TRY IT
Quote exactly, and only, the lines of the material below from the line with "fn bind_program(&mut self, stage: Stage, program: ProgramId);" through the line with "fn draw_quad(&mut self, quad: &Quad);".

LISTED ENTRIES
>>
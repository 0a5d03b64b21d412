// render.rs - Host rendering interface and command encoding
//
// Scenes never touch a GPU. They issue calls against `Renderer`; the host
// supplies the real pipeline. Two implementations live here:
//   Encoder    - flat f32 word stream + upload arena, read by the JS host
//   CommandLog - typed command list for tests and the native preview tool
//
// Encoded stream layout (one command after another):
//   [opcode, args...]     all words are f32; ids and counts are exact integers
//   uploads:              [opcode, mesh, offset lo, offset hi, len lo, len hi]
// Byte offsets and lengths are split into 16-bit halves, since an f32 only
// holds integers exactly up to 2^24.

use glam::Mat4;

use crate::math::Rgba;

/// Textures the host loads before the first frame.
#[repr(u8)]
#[derive(Debug, Clone, Copy, PartialEq, Eq, Hash)]
pub enum TextureId {
    Riverbed = 0,
    Leaves = 1,
    Sky = 2,
    Background = 3,
    BackgroundDark = 4,
    Pulse = 5,
    Glow = 6,
    Night = 7,
    Sunrise = 8,
    Noon = 9,
    Sunset = 10,
    BladeEdge = 11,
    Space = 12,
    Light = 13,
    Flares = 14,
}

/// Pipeline stage a program is bound to.
#[repr(u8)]
#[derive(Debug, Clone, Copy, PartialEq, Eq, Hash)]
pub enum Stage {
    Vertex = 0,
    Fragment = 1,
    Store = 2,
}

/// Shader and blend programs the host provides.
#[repr(u8)]
#[derive(Debug, Clone, Copy, PartialEq, Eq, Hash)]
pub enum ProgramId {
    /// Opaque textured draw.
    Background = 0,
    /// Additive store used under the water mesh.
    Additive = 1,
    /// Modulated textured draw (sky, leaves).
    Modulate = 2,
    /// Alpha-blended store.
    Blend = 3,
    /// Specular lighting pass.
    Lighting = 4,
    /// Vertex program with per-vertex normals.
    Lit = 5,
    /// Plain orthographic / projected vertex program.
    Ortho = 6,
    /// Point sprites for stars.
    Stars = 7,
    /// Additive store for star flares.
    Flare = 8,
    /// Opaque store.
    Solid = 9,
}

/// Meshes whose vertex storage lives on the host side.
#[repr(u8)]
#[derive(Debug, Clone, Copy, PartialEq, Eq, Hash)]
pub enum MeshId {
    Water = 0,
    Blades = 1,
    Stars = 2,
}

/// Fixed-function material for the lighting pass.
#[derive(Debug, Clone, Copy, PartialEq)]
pub struct Material {
    pub ambient: Rgba,
    pub diffuse: Rgba,
    pub specular: Rgba,
    pub shininess: f32,
}

/// One textured corner of a quad.
#[derive(Debug, Clone, Copy, PartialEq, Default)]
pub struct Corner {
    pub x: f32,
    pub y: f32,
    pub z: f32,
    pub u: f32,
    pub v: f32,
}

/// Four corners, wound counter-clockwise.
#[derive(Debug, Clone, Copy, PartialEq, Default)]
pub struct Quad(pub [Corner; 4]);

impl Quad {
    /// Axis-aligned quad centred on the origin with a horizontal texture strip.
    pub fn centred(half: f32, u1: f32, u2: f32) -> Self {
        Quad([
            Corner { x: -half, y: -half, z: 0.0, u: u1, v: 1.0 },
            Corner { x: half, y: -half, z: 0.0, u: u2, v: 1.0 },
            Corner { x: half, y: half, z: 0.0, u: u2, v: 0.0 },
            Corner { x: -half, y: half, z: 0.0, u: u1, v: 0.0 },
        ])
    }

    /// Full-surface quad from `(x0, y0)` to `(x1, y1)` with explicit texture extents.
    pub fn textured(x0: f32, y0: f32, x1: f32, y1: f32, u_max: f32) -> Self {
        Quad([
            Corner { x: x0, y: y0, z: 0.0, u: 0.0, v: 1.0 },
            Corner { x: x1, y: y0, z: 0.0, u: u_max, v: 1.0 },
            Corner { x: x1, y: y1, z: 0.0, u: u_max, v: 0.0 },
            Corner { x: x0, y: y1, z: 0.0, u: 0.0, v: 0.0 },
        ])
    }
}

/// Screen-space rectangle, `(x0, y0)` to `(x1, y1)`.
#[derive(Debug, Clone, Copy, PartialEq, Default)]
pub struct Rect {
    pub x0: f32,
    pub y0: f32,
    pub x1: f32,
    pub y1: f32,
}

impl Rect {
    pub fn new(x0: f32, y0: f32, x1: f32, y1: f32) -> Self {
        Self { x0, y0, x1, y1 }
    }
}

/// Capabilities the host rendering pipeline offers a scene.
pub trait Renderer {
    fn bind_program(&mut self, stage: Stage, program: ProgramId);
    fn bind_texture(&mut self, program: ProgramId, texture: TextureId);
    fn set_color(&mut self, color: Rgba);
    fn load_model_matrix(&mut self, m: &Mat4);
    fn load_texture_matrix(&mut self, m: &Mat4);
    fn set_material(&mut self, material: &Material);
    fn draw_quad(&mut self, quad: &Quad);
    fn draw_rect(&mut self, rect: Rect, z: f32);
    fn draw_mesh(&mut self, mesh: MeshId);
    fn draw_mesh_range(&mut self, mesh: MeshId, start: u32, count: u32);
    /// Replace the host-side vertex storage of `mesh` with `bytes`.
    fn upload(&mut self, mesh: MeshId, bytes: &[u8]);
    /// Replace the triangle list of an indexed mesh.
    fn upload_indices(&mut self, mesh: MeshId, bytes: &[u8]);
}

/// A recorded renderer call.
#[derive(Debug, Clone, PartialEq)]
pub enum Command {
    BindProgram(Stage, ProgramId),
    BindTexture(ProgramId, TextureId),
    Color(Rgba),
    ModelMatrix(Mat4),
    TextureMatrix(Mat4),
    Material(Material),
    Quad(Quad),
    Rect(Rect, f32),
    Mesh(MeshId),
    MeshRange(MeshId, u32, u32),
    Upload(MeshId, Vec<u8>),
    Indices(MeshId, Vec<u8>),
}

// Opcodes
const OP_PROGRAM: f32 = 1.0;
const OP_TEXTURE: f32 = 2.0;
const OP_COLOR: f32 = 3.0;
const OP_MODEL: f32 = 4.0;
const OP_TEXTURE_MATRIX: f32 = 5.0;
const OP_MATERIAL: f32 = 6.0;
const OP_QUAD: f32 = 7.0;
const OP_RECT: f32 = 8.0;
const OP_MESH: f32 = 9.0;
const OP_MESH_RANGE: f32 = 10.0;
const OP_UPLOAD: f32 = 11.0;
const OP_INDICES: f32 = 12.0;

/// Flat command stream handed to the JS host each frame.
pub struct Encoder {
    words: Vec<f32>,
    uploads: Vec<u8>,
}

impl Default for Encoder {
    fn default() -> Self {
        Self::new()
    }
}

impl Encoder {
    pub fn new() -> Self {
        Self {
            words: Vec::with_capacity(4096),
            uploads: Vec::new(),
        }
    }

    pub fn clear(&mut self) {
        self.words.clear();
        self.uploads.clear();
    }

    pub fn words(&self) -> &[f32] {
        &self.words
    }

    pub fn uploads(&self) -> &[u8] {
        &self.uploads
    }

    pub fn ptr(&self) -> *const f32 {
        self.words.as_ptr()
    }

    pub fn len(&self) -> usize {
        self.words.len()
    }

    pub fn is_empty(&self) -> bool {
        self.words.is_empty()
    }

    pub fn uploads_ptr(&self) -> *const u8 {
        self.uploads.as_ptr()
    }

    pub fn uploads_len(&self) -> usize {
        self.uploads.len()
    }

    #[inline]
    fn push(&mut self, op: f32, args: &[f32]) {
        self.words.push(op);
        self.words.extend_from_slice(args);
    }

    /// Append `bytes` to the arena and record where they landed.
    fn push_upload(&mut self, op: f32, mesh: MeshId, bytes: &[u8]) {
        let offset = self.uploads.len();
        self.uploads.extend_from_slice(bytes);
        let [off_lo, off_hi] = wide(offset);
        let [len_lo, len_hi] = wide(bytes.len());
        self.push(op, &[mesh as u8 as f32, off_lo, off_hi, len_lo, len_hi]);
    }
}

impl Renderer for Encoder {
    fn bind_program(&mut self, stage: Stage, program: ProgramId) {
        self.push(OP_PROGRAM, &[stage as u8 as f32, program as u8 as f32]);
    }

    fn bind_texture(&mut self, program: ProgramId, texture: TextureId) {
        self.push(OP_TEXTURE, &[program as u8 as f32, texture as u8 as f32]);
    }

    fn set_color(&mut self, color: Rgba) {
        self.push(OP_COLOR, &color);
    }

    fn load_model_matrix(&mut self, m: &Mat4) {
        self.push(OP_MODEL, &m.to_cols_array());
    }

    fn load_texture_matrix(&mut self, m: &Mat4) {
        self.push(OP_TEXTURE_MATRIX, &m.to_cols_array());
    }

    fn set_material(&mut self, material: &Material) {
        self.words.push(OP_MATERIAL);
        self.words.extend_from_slice(&material.ambient);
        self.words.extend_from_slice(&material.diffuse);
        self.words.extend_from_slice(&material.specular);
        self.words.push(material.shininess);
    }

    fn draw_quad(&mut self, quad: &Quad) {
        self.words.push(OP_QUAD);
        for c in &quad.0 {
            self.words.extend_from_slice(&[c.x, c.y, c.z, c.u, c.v]);
        }
    }

    fn draw_rect(&mut self, rect: Rect, z: f32) {
        self.push(OP_RECT, &[rect.x0, rect.y0, rect.x1, rect.y1, z]);
    }

    fn draw_mesh(&mut self, mesh: MeshId) {
        self.push(OP_MESH, &[mesh as u8 as f32]);
    }

    fn draw_mesh_range(&mut self, mesh: MeshId, start: u32, count: u32) {
        self.push(OP_MESH_RANGE, &[mesh as u8 as f32, start as f32, count as f32]);
    }

    fn upload(&mut self, mesh: MeshId, bytes: &[u8]) {
        self.push_upload(OP_UPLOAD, mesh, bytes);
    }

    fn upload_indices(&mut self, mesh: MeshId, bytes: &[u8]) {
        self.push_upload(OP_INDICES, mesh, bytes);
    }
}

/// A byte count as two exact f32 words, low 16 bits first.
#[inline]
fn wide(n: usize) -> [f32; 2] {
    let n = n as u32;
    [(n & 0xFFFF) as f32, (n >> 16) as f32]
}

/// Renderer that keeps every call as a typed `Command`.
#[derive(Debug, Default)]
pub struct CommandLog {
    pub commands: Vec<Command>,
}

impl CommandLog {
    pub fn new() -> Self {
        Self::default()
    }

    pub fn clear(&mut self) {
        self.commands.clear();
    }

    /// Number of draw submissions (quads, rects, meshes).
    pub fn draw_count(&self) -> usize {
        self.commands
            .iter()
            .filter(|c| {
                matches!(
                    c,
                    Command::Quad(_) | Command::Rect(..) | Command::Mesh(_) | Command::MeshRange(..)
                )
            })
            .count()
    }

    /// Total bytes passed to `upload` and `upload_indices`.
    pub fn uploaded_bytes(&self) -> usize {
        self.commands
            .iter()
            .map(|c| match c {
                Command::Upload(_, bytes) | Command::Indices(_, bytes) => bytes.len(),
                _ => 0,
            })
            .sum()
    }

    /// Bytes of the most recent upload to `mesh`.
    pub fn last_upload(&self, mesh: MeshId) -> Option<&[u8]> {
        self.commands.iter().rev().find_map(|c| match c {
            Command::Upload(m, bytes) if *m == mesh => Some(bytes.as_slice()),
            _ => None,
        })
    }
}

impl Renderer for CommandLog {
    fn bind_program(&mut self, stage: Stage, program: ProgramId) {
        self.commands.push(Command::BindProgram(stage, program));
    }

    fn bind_texture(&mut self, program: ProgramId, texture: TextureId) {
        self.commands.push(Command::BindTexture(program, texture));
    }

    fn set_color(&mut self, color: Rgba) {
        self.commands.push(Command::Color(color));
    }

    fn load_model_matrix(&mut self, m: &Mat4) {
        self.commands.push(Command::ModelMatrix(*m));
    }

    fn load_texture_matrix(&mut self, m: &Mat4) {
        self.commands.push(Command::TextureMatrix(*m));
    }

    fn set_material(&mut self, material: &Material) {
        self.commands.push(Command::Material(*material));
    }

    fn draw_quad(&mut self, quad: &Quad) {
        self.commands.push(Command::Quad(*quad));
    }

    fn draw_rect(&mut self, rect: Rect, z: f32) {
        self.commands.push(Command::Rect(rect, z));
    }

    fn draw_mesh(&mut self, mesh: MeshId) {
        self.commands.push(Command::Mesh(mesh));
    }

    fn draw_mesh_range(&mut self, mesh: MeshId, start: u32, count: u32) {
        self.commands.push(Command::MeshRange(mesh, start, count));
    }

    fn upload(&mut self, mesh: MeshId, bytes: &[u8]) {
        self.commands.push(Command::Upload(mesh, bytes.to_vec()));
    }

    fn upload_indices(&mut self, mesh: MeshId, bytes: &[u8]) {
        self.commands.push(Command::Indices(mesh, bytes.to_vec()));
    }
}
<<
WRITTEN ANSWER
    fn bind_program(&mut self, stage: Stage, program: ProgramId);
    fn bind_texture(&mut self, program: ProgramId, texture: TextureId);
    fn set_color(&mut self, color: Rgba);
    fn load_model_matrix(&mut self, m: &Mat4);
    fn load_texture_matrix(&mut self, m: &Mat4);
    fn set_material(&mut self, material: &Material);
    fn draw_quad(&mut self, quad: &Quad);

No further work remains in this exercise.